▶ DATASET EXTRACT:
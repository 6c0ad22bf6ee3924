//! Article records as stored by the ingestion side.
//!
//! Only the fields the API filters on are typed. Everything else the
//! ingestion pipeline wrote is carried through `extra` untouched so that
//! responses reflect the stored document. A typed field holding a value of
//! an unexpected shape is treated as unknown and passed through the same way.

use std::collections::BTreeMap;

use chrono::{DateTime, NaiveDateTime, Utc};
use serde::{Deserialize, Serialize};
use serde_json::{Map, Value};

/// Dotted field paths understood by the store.
pub mod fields {
    pub const ID: &str = "_id";
    pub const SYMBOL: &str = "symbol";
    pub const DATE: &str = "date";
    pub const TITLE: &str = "attribute.title";
    pub const DESCRIPTION: &str = "attribute.description";
    pub const PUBLISHER: &str = "attribute.publisher";
    pub const AUTHOR: &str = "attribute.author";
    pub const TIMESTAMP: &str = "time_object.timestamp";
}

/// Naive datetime layouts accepted besides RFC 3339.
const DATETIME_FORMATS: &[&str] = &[
    "%Y-%m-%dT%H:%M:%S%.f",
    "%Y-%m-%d %H:%M:%S%.f",
    "%Y-%m-%dT%H:%M",
    "%Y-%m-%d %H:%M",
];

/// Parse an ISO 8601 datetime. Offsets are honoured; naive values are UTC.
pub fn parse_timestamp(raw: &str) -> Option<DateTime<Utc>> {
    let raw = raw.trim();
    if let Ok(dt) = DateTime::parse_from_rfc3339(raw) {
        return Some(dt.with_timezone(&Utc));
    }
    DATETIME_FORMATS
        .iter()
        .find_map(|format| NaiveDateTime::parse_from_str(raw, format).ok())
        .map(|naive| naive.and_utc())
}

/// A financial news article.
#[derive(Debug, Clone, Default, PartialEq, Serialize, Deserialize)]
#[serde(from = "Map<String, Value>")]
pub struct Article {
    /// Ticker symbol the article was ingested under (uppercase).
    #[serde(skip_serializing_if = "Option::is_none")]
    pub symbol: Option<String>,
    /// Publication date as written by the ingester (e.g. `2025-03-07`).
    #[serde(skip_serializing_if = "Option::is_none")]
    pub date: Option<String>,
    #[serde(skip_serializing_if = "ArticleAttributes::is_empty")]
    pub attribute: ArticleAttributes,
    #[serde(skip_serializing_if = "Option::is_none")]
    pub time_object: Option<TimeObject>,
    #[serde(flatten)]
    pub extra: BTreeMap<String, Value>,
}

impl From<Map<String, Value>> for Article {
    fn from(mut map: Map<String, Value>) -> Self {
        let symbol = take_text(&mut map, "symbol");
        let date = take_text(&mut map, "date");

        let attribute = match map.remove("attribute") {
            Some(Value::Object(attribute)) => ArticleAttributes::from(attribute),
            Some(other) => {
                map.insert("attribute".to_string(), other);
                ArticleAttributes::default()
            }
            None => ArticleAttributes::default(),
        };

        let time_object = match map.remove("time_object") {
            Some(raw) => match TimeObject::from_stored(&raw) {
                Some(time_object) => Some(time_object),
                None => {
                    map.insert("time_object".to_string(), raw);
                    None
                }
            },
            None => None,
        };

        Self {
            symbol,
            date,
            attribute,
            time_object,
            extra: map.into_iter().collect(),
        }
    }
}

/// Descriptive fields of an article.
#[derive(Debug, Clone, Default, PartialEq, Serialize, Deserialize)]
#[serde(from = "Map<String, Value>")]
pub struct ArticleAttributes {
    #[serde(skip_serializing_if = "Option::is_none")]
    pub title: Option<String>,
    #[serde(skip_serializing_if = "Option::is_none")]
    pub description: Option<String>,
    #[serde(skip_serializing_if = "Option::is_none")]
    pub publisher: Option<String>,
    #[serde(skip_serializing_if = "Option::is_none")]
    pub author: Option<String>,
    /// Either a single ticker string or a list, depending on the provider.
    #[serde(skip_serializing_if = "Option::is_none")]
    pub tickers: Option<Value>,
    #[serde(flatten)]
    pub extra: BTreeMap<String, Value>,
}

impl ArticleAttributes {
    pub fn is_empty(&self) -> bool {
        self.title.is_none()
            && self.description.is_none()
            && self.publisher.is_none()
            && self.author.is_none()
            && self.tickers.is_none()
            && self.extra.is_empty()
    }
}

impl From<Map<String, Value>> for ArticleAttributes {
    fn from(mut map: Map<String, Value>) -> Self {
        Self {
            title: take_text(&mut map, "title"),
            description: take_text(&mut map, "description"),
            publisher: take_text(&mut map, "publisher"),
            author: take_text(&mut map, "author"),
            tickers: map.remove("tickers"),
            extra: map.into_iter().collect(),
        }
    }
}

/// When an article was published.
#[derive(Debug, Clone, PartialEq, Serialize, Deserialize)]
pub struct TimeObject {
    pub timestamp: DateTime<Utc>,
    #[serde(default = "default_timezone")]
    pub timezone: String,
    #[serde(flatten)]
    pub extra: BTreeMap<String, Value>,
}

fn default_timezone() -> String {
    "UTC".to_string()
}

impl TimeObject {
    pub fn utc(timestamp: DateTime<Utc>) -> Self {
        Self {
            timestamp,
            timezone: default_timezone(),
            extra: BTreeMap::new(),
        }
    }

    /// Read a stored `time_object`. `None` unless it is an object whose
    /// `timestamp` is a recognisable datetime string.
    pub fn from_stored(raw: &Value) -> Option<Self> {
        let mut map = raw.as_object()?.clone();
        let timestamp = map
            .get("timestamp")
            .and_then(Value::as_str)
            .and_then(parse_timestamp)?;
        map.remove("timestamp");
        let timezone = take_text(&mut map, "timezone").unwrap_or_else(default_timezone);

        Some(Self {
            timestamp,
            timezone,
            extra: map.into_iter().collect(),
        })
    }
}

/// Remove `key` if it holds a string. Other values stay in the map.
fn take_text(map: &mut Map<String, Value>, key: &str) -> Option<String> {
    match map.remove(key)? {
        Value::String(text) => Some(text),
        other => {
            map.insert(key.to_string(), other);
            None
        }
    }
}

impl Article {
    /// Text value stored at a dotted field path, if the path names a text field.
    pub fn text_at(&self, path: &str) -> Option<&str> {
        match path {
            fields::SYMBOL => self.symbol.as_deref(),
            fields::DATE => self.date.as_deref(),
            fields::TITLE => self.attribute.title.as_deref(),
            fields::DESCRIPTION => self.attribute.description.as_deref(),
            fields::PUBLISHER => self.attribute.publisher.as_deref(),
            fields::AUTHOR => self.attribute.author.as_deref(),
            _ => None,
        }
    }

    /// Publication timestamp, if recorded.
    pub fn timestamp(&self) -> Option<DateTime<Utc>> {
        self.time_object.as_ref().map(|t| t.timestamp)
    }

    /// Drop the store's internal identifier, if the decoder picked one up.
    pub fn strip_internal_id(mut self) -> Self {
        self.extra.remove(fields::ID);
        self
    }
}
//! Store-independent filter expressions over articles.
//!
//! A [`Filter`] is a conjunction of per-field conditions plus an optional
//! group of alternatives of which at least one must hold. Each field path
//! carries at most one condition; a timestamp range is a single condition
//! holding both of its bounds.

use chrono::{DateTime, Utc};
use regex::{Regex, RegexBuilder};

use crate::models::{fields, Article};

/// Case-insensitive literal substring pattern.
#[derive(Debug, Clone)]
pub struct TextPattern {
    needle: String,
    regex: Regex,
}

impl TextPattern {
    pub fn new(needle: impl Into<String>) -> Result<Self, regex::Error> {
        let needle = needle.into();
        let regex = RegexBuilder::new(&regex::escape(&needle))
            .case_insensitive(true)
            .build()?;
        Ok(Self { needle, regex })
    }

    /// The text searched for, as supplied by the caller.
    pub fn needle(&self) -> &str {
        &self.needle
    }

    /// Escaped regular expression for stores that evaluate regexes themselves.
    pub fn as_regex(&self) -> &str {
        self.regex.as_str()
    }

    pub fn is_match(&self, haystack: &str) -> bool {
        self.regex.is_match(haystack)
    }
}

impl PartialEq for TextPattern {
    fn eq(&self, other: &Self) -> bool {
        self.needle == other.needle
    }
}

/// Inclusive timestamp range. Either bound may be open.
#[derive(Debug, Clone, Copy, Default, PartialEq, Eq)]
pub struct DateRange {
    pub start: Option<DateTime<Utc>>,
    pub end: Option<DateTime<Utc>>,
}

impl DateRange {
    pub fn new(start: Option<DateTime<Utc>>, end: Option<DateTime<Utc>>) -> Self {
        Self { start, end }
    }

    pub fn is_unbounded(&self) -> bool {
        self.start.is_none() && self.end.is_none()
    }

    pub fn contains(&self, at: DateTime<Utc>) -> bool {
        self.start.map_or(true, |start| at >= start) && self.end.map_or(true, |end| at <= end)
    }
}

/// Match condition applied to one field.
#[derive(Debug, Clone, PartialEq)]
pub enum Condition {
    /// Exact string equality.
    Equals(String),
    /// Field contains the pattern.
    Contains(TextPattern),
    /// Field is absent or does not contain the pattern.
    Excludes(TextPattern),
    /// Timestamp falls within the range.
    Within(DateRange),
}

impl Condition {
    fn matches(&self, article: &Article, path: &str) -> bool {
        match self {
            Condition::Equals(expected) => article.text_at(path) == Some(expected.as_str()),
            Condition::Contains(pattern) => article
                .text_at(path)
                .is_some_and(|text| pattern.is_match(text)),
            Condition::Excludes(pattern) => !article
                .text_at(path)
                .is_some_and(|text| pattern.is_match(text)),
            Condition::Within(range) => {
                path == fields::TIMESTAMP
                    && article.timestamp().is_some_and(|at| range.contains(at))
            }
        }
    }
}

/// A condition bound to a dotted field path.
#[derive(Debug, Clone, PartialEq)]
pub struct FieldCondition {
    pub path: String,
    pub condition: Condition,
}

impl FieldCondition {
    pub fn new(path: impl Into<String>, condition: Condition) -> Self {
        Self {
            path: path.into(),
            condition,
        }
    }

    pub fn matches(&self, article: &Article) -> bool {
        self.condition.matches(article, &self.path)
    }
}

/// Filter over article records.
#[derive(Debug, Clone, Default, PartialEq)]
pub struct Filter {
    required: Vec<FieldCondition>,
    alternatives: Vec<FieldCondition>,
}

impl Filter {
    pub fn new() -> Self {
        Self::default()
    }

    /// Require `condition` on `path`, replacing any earlier condition on it.
    pub fn and(mut self, path: impl Into<String>, condition: Condition) -> Self {
        let path = path.into();
        match self.required.iter_mut().find(|c| c.path == path) {
            Some(existing) => existing.condition = condition,
            None => self.required.push(FieldCondition::new(path, condition)),
        }
        self
    }

    /// Require at least one of `alternatives` to hold.
    pub fn any_of(mut self, alternatives: Vec<FieldCondition>) -> Self {
        self.alternatives = alternatives;
        self
    }

    pub fn required(&self) -> &[FieldCondition] {
        &self.required
    }

    pub fn alternatives(&self) -> &[FieldCondition] {
        &self.alternatives
    }

    /// Condition required on `path`, if any.
    pub fn condition(&self, path: &str) -> Option<&Condition> {
        self.required
            .iter()
            .find(|c| c.path == path)
            .map(|c| &c.condition)
    }

    pub fn is_empty(&self) -> bool {
        self.required.is_empty() && self.alternatives.is_empty()
    }

    pub fn matches(&self, article: &Article) -> bool {
        let any_alternative = self.alternatives.is_empty()
            || self.alternatives.iter().any(|c| c.matches(article));
        any_alternative && self.required.iter().all(|c| c.matches(article))
    }
}
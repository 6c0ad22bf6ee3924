//! Router configuration for the web server.

use axum::{routing::get, Router};
use tower_http::cors::CorsLayer;

use super::handlers;
use super::AppState;

/// Create the main router with all routes.
pub fn create_router(state: AppState) -> Router {
    Router::new()
        // Health check for container orchestration
        .route("/health", get(handlers::health))
        // Ticker lookup
        .route("/stocks/:symbol", get(handlers::stock_news))
        // Company lookup, one handler for every source
        .route(
            "/articles/:source_name/:company",
            get(handlers::company_news),
        )
        .layer(CorsLayer::permissive())
        .with_state(state)
}
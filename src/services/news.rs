//! Article lookups shared by the HTTP handlers and the CLI.

use std::sync::Arc;

use chrono::{DateTime, Utc};

use crate::envelope::Envelope;
use crate::models::Article;
use crate::query::{company_filter, CompanyParams, QueryError, StockParams, MAX_LIMIT};
use crate::sources::SourceRegistry;
use crate::store::{ArticleStore, StoreError, TimestampSpan};

/// Errors from news lookups.
#[derive(Debug, thiserror::Error)]
pub enum NewsError {
    #[error("No news found for {0}")]
    NotFound(String),
    #[error(transparent)]
    BadInput(#[from] QueryError),
    #[error(transparent)]
    Store(#[from] StoreError),
}

/// Query service over an injected article store.
#[derive(Clone)]
pub struct NewsService {
    store: Arc<dyn ArticleStore>,
    sources: Arc<SourceRegistry>,
    max_limit: u32,
}

impl NewsService {
    pub fn new(store: Arc<dyn ArticleStore>, sources: SourceRegistry) -> Self {
        Self {
            store,
            sources: Arc::new(sources),
            max_limit: MAX_LIMIT,
        }
    }

    /// Cap applied to every requested `limit`.
    pub fn with_max_limit(mut self, max_limit: u32) -> Self {
        self.max_limit = max_limit.max(1);
        self
    }

    pub fn sources(&self) -> &SourceRegistry {
        &self.sources
    }

    pub fn store(&self) -> &dyn ArticleStore {
        self.store.as_ref()
    }

    /// Articles filed under a ticker symbol, from the default collection.
    pub async fn stock_news(
        &self,
        symbol: &str,
        params: &StockParams,
    ) -> Result<Vec<Article>, NewsError> {
        let query = params.to_query(symbol, self.max_limit)?;
        let collection = self.sources.default_collection();
        tracing::debug!(
            "Stock lookup for {} in {} (limit {})",
            symbol,
            collection,
            query.limit
        );

        let articles = self
            .store
            .find(collection, &query.filter, query.limit)
            .await?;
        if articles.is_empty() {
            return Err(NewsError::NotFound(symbol.to_string()));
        }
        Ok(articles)
    }

    /// Articles mentioning `company` from the collection backing `source_name`,
    /// wrapped in that source's dataset envelope.
    pub async fn company_news(
        &self,
        source_name: &str,
        company: &str,
        params: &CompanyParams,
        now: DateTime<Utc>,
    ) -> Result<Envelope, NewsError> {
        let profile = self.sources.resolve(source_name);
        let query = params.to_query(company, self.max_limit)?;
        tracing::debug!(
            "Company lookup for '{}' in {} (source {}, limit {})",
            company,
            profile.collection,
            source_name,
            query.limit
        );

        let articles = self
            .store
            .find(&profile.collection, &query.filter, query.limit)
            .await?;
        if articles.is_empty() {
            return Err(NewsError::NotFound(company.to_string()));
        }
        Ok(Envelope::build(articles, now, &profile))
    }

    /// Newest and oldest article timestamps for a source, optionally limited to
    /// articles mentioning `company`.
    pub async fn newest_oldest(
        &self,
        source_name: &str,
        company: Option<&str>,
    ) -> Result<Option<TimestampSpan>, NewsError> {
        let profile = self.sources.resolve(source_name);
        let filter = company
            .map(str::trim)
            .filter(|c| !c.is_empty())
            .map(company_filter)
            .transpose()?;

        Ok(self
            .store
            .timestamp_span(&profile.collection, filter.as_ref())
            .await?)
    }
}
//! Dataset envelope wrapped around company search results.

use chrono::{DateTime, Utc};
use serde::{Deserialize, Serialize};

use crate::models::{Article, TimeObject};
use crate::sources::SourceProfile;

/// Output envelope for multi-source queries.
#[derive(Debug, Clone, PartialEq, Serialize, Deserialize)]
pub struct Envelope {
    pub data_source: String,
    pub dataset_type: String,
    pub dataset_id: String,
    /// When the envelope was produced.
    pub time_object: TimeObject,
    pub events: Vec<Article>,
}

impl Envelope {
    /// Wrap `events` using the dataset metadata of `profile`.
    pub fn build(events: Vec<Article>, now: DateTime<Utc>, profile: &SourceProfile) -> Self {
        Self {
            data_source: profile.name.clone(),
            dataset_type: profile.dataset_type.clone(),
            dataset_id: profile.dataset_id.clone(),
            time_object: TimeObject::utc(now),
            events,
        }
    }
}

#[cfg(test)]
mod tests {
    use super::*;
    use crate::sources::{SourceRegistry, NEWS_API_ORG};
    use chrono::TimeZone;

    #[test]
    fn test_news_api_envelope() {
        let now = Utc.with_ymd_and_hms(2025, 3, 10, 8, 0, 0).unwrap();
        let events = vec![Article {
            symbol: Some("TSLA".to_string()),
            ..Default::default()
        }];
        let profile = SourceRegistry::default().resolve(NEWS_API_ORG);

        let envelope = Envelope::build(events.clone(), now, &profile);
        let json = serde_json::to_value(&envelope).unwrap();

        assert_eq!(json["data_source"], "news_api_org");
        assert_eq!(json["dataset_type"], "News data");
        assert_eq!(json["dataset_id"], "1");
        assert_eq!(json["time_object"]["timezone"], "UTC");
        assert_eq!(json["time_object"]["timestamp"], "2025-03-10T08:00:00Z");
        assert_eq!(envelope.events, events);
    }

    #[test]
    fn test_generic_source_still_gets_a_valid_envelope() {
        let now = Utc.with_ymd_and_hms(2025, 3, 10, 8, 0, 0).unwrap();
        let profile = SourceRegistry::default().resolve("some_scraper");

        let envelope = Envelope::build(Vec::new(), now, &profile);

        assert_eq!(envelope.data_source, "some_scraper");
        assert_eq!(envelope.dataset_type, "News data");
        assert_eq!(envelope.dataset_id, "0");
        assert_eq!(envelope.time_object.timestamp, now);
    }
}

▶ ABOUT THIS TASK: The answer should consist of every line above in which "bool" appears.

▶ EXERCISE SOLUTION:
    pub fn is_empty(&self) -> bool {
    pub fn is_match(&self, haystack: &str) -> bool {
    fn eq(&self, other: &Self) -> bool {
    pub fn is_unbounded(&self) -> bool {
    pub fn contains(&self, at: DateTime<Utc>) -> bool {
    fn matches(&self, article: &Article, path: &str) -> bool {
    pub fn matches(&self, article: &Article) -> bool {
    pub fn is_empty(&self) -> bool {
    pub fn matches(&self, article: &Article) -> bool {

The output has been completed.